__What needs to be done__
A single number is required: the count of lines in the records below that contain the word "format".
Task material Block Start
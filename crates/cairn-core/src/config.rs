use std::path::{Path, PathBuf};

use serde::{Deserialize, Serialize};

use crate::error::{CairnError, Result};
use crate::pool::CompressClass;

/// Periods accepted for the nightly full-scan schedule. 0 disables full
/// scans; otherwise a shard group is re-measured every `period` passes.
const VALID_FULL_SCAN_PERIODS: [u32; 6] = [0, 1, 2, 4, 8, 16];

#[derive(Debug, Clone, Serialize, Deserialize)]
pub struct CairnConfig {
    /// Root of the backup store: hosts under `<top_dir>/pc`, pools beside it.
    pub top_dir: PathBuf,

    /// Uncompressed pool root. Default: `<top_dir>/pool`.
    #[serde(default)]
    pub pool_dir: Option<PathBuf>,

    /// Compressed pool root. Default: `<top_dir>/cpool`.
    #[serde(default)]
    pub cpool_dir: Option<PathBuf>,

    /// Full-scan period: one of 0, 1, 2, 4, 8, 16.
    #[serde(default = "default_full_scan_period")]
    pub pool_size_nightly_update_period: u32,

    /// Baseline log verbosity when the command line does not raise it.
    #[serde(default = "default_xfer_log_level")]
    pub xfer_log_level: u32,
}

fn default_full_scan_period() -> u32 {
    16
}

fn default_xfer_log_level() -> u32 {
    1
}

impl CairnConfig {
    pub fn load(path: &Path) -> Result<Self> {
        let text = std::fs::read_to_string(path).map_err(|e| {
            CairnError::Config(format!("cannot read '{}': {e}", path.display()))
        })?;
        let config: CairnConfig = serde_yaml::from_str(&text)
            .map_err(|e| CairnError::Config(format!("'{}': {e}", path.display())))?;
        config.validate()?;
        Ok(config)
    }

    pub fn validate(&self) -> Result<()> {
        if !VALID_FULL_SCAN_PERIODS.contains(&self.pool_size_nightly_update_period) {
            return Err(CairnError::Config(format!(
                "pool_size_nightly_update_period must be one of {VALID_FULL_SCAN_PERIODS:?}, \
                 got {}",
                self.pool_size_nightly_update_period
            )));
        }
        Ok(())
    }

    pub fn pool_root(&self, class: CompressClass) -> PathBuf {
        match class {
            CompressClass::Pool => self
                .pool_dir
                .clone()
                .unwrap_or_else(|| self.top_dir.join("pool")),
            CompressClass::Cpool => self
                .cpool_dir
                .clone()
                .unwrap_or_else(|| self.top_dir.join("cpool")),
        }
    }

    pub fn pc_dir(&self) -> PathBuf {
        self.top_dir.join("pc")
    }

    pub fn host_dir(&self, host: &str) -> PathBuf {
        self.pc_dir().join(host)
    }

    /// Enumerate hosts: the sorted subdirectories of `<top_dir>/pc`.
    pub fn hosts(&self) -> Result<Vec<String>> {
        let pc = self.pc_dir();
        let mut hosts = Vec::new();
        for entry in std::fs::read_dir(&pc).map_err(|e| {
            CairnError::Config(format!("cannot list hosts in '{}': {e}", pc.display()))
        })? {
            let entry = entry?;
            if !entry.file_type()?.is_dir() {
                continue;
            }
            let name = entry.file_name();
            let Some(name) = name.to_str() else { continue };
            if name.starts_with('.') {
                continue;
            }
            hosts.push(name.to_string());
        }
        hosts.sort();
        Ok(hosts)
    }
}

/// Locate the config file: explicit flag, then `$CAIRN_CONFIG`, then
/// `./cairn.yaml`.
pub fn resolve_config_path(flag: Option<&str>) -> Option<PathBuf> {
    if let Some(path) = flag {
        return Some(PathBuf::from(path));
    }
    if let Ok(path) = std::env::var("CAIRN_CONFIG") {
        if !path.is_empty() {
            return Some(PathBuf::from(path));
        }
    }
    let cwd = PathBuf::from("cairn.yaml");
    if cwd.is_file() {
        return Some(cwd);
    }
    None
}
Task material Block End
__Output of the exercise__
4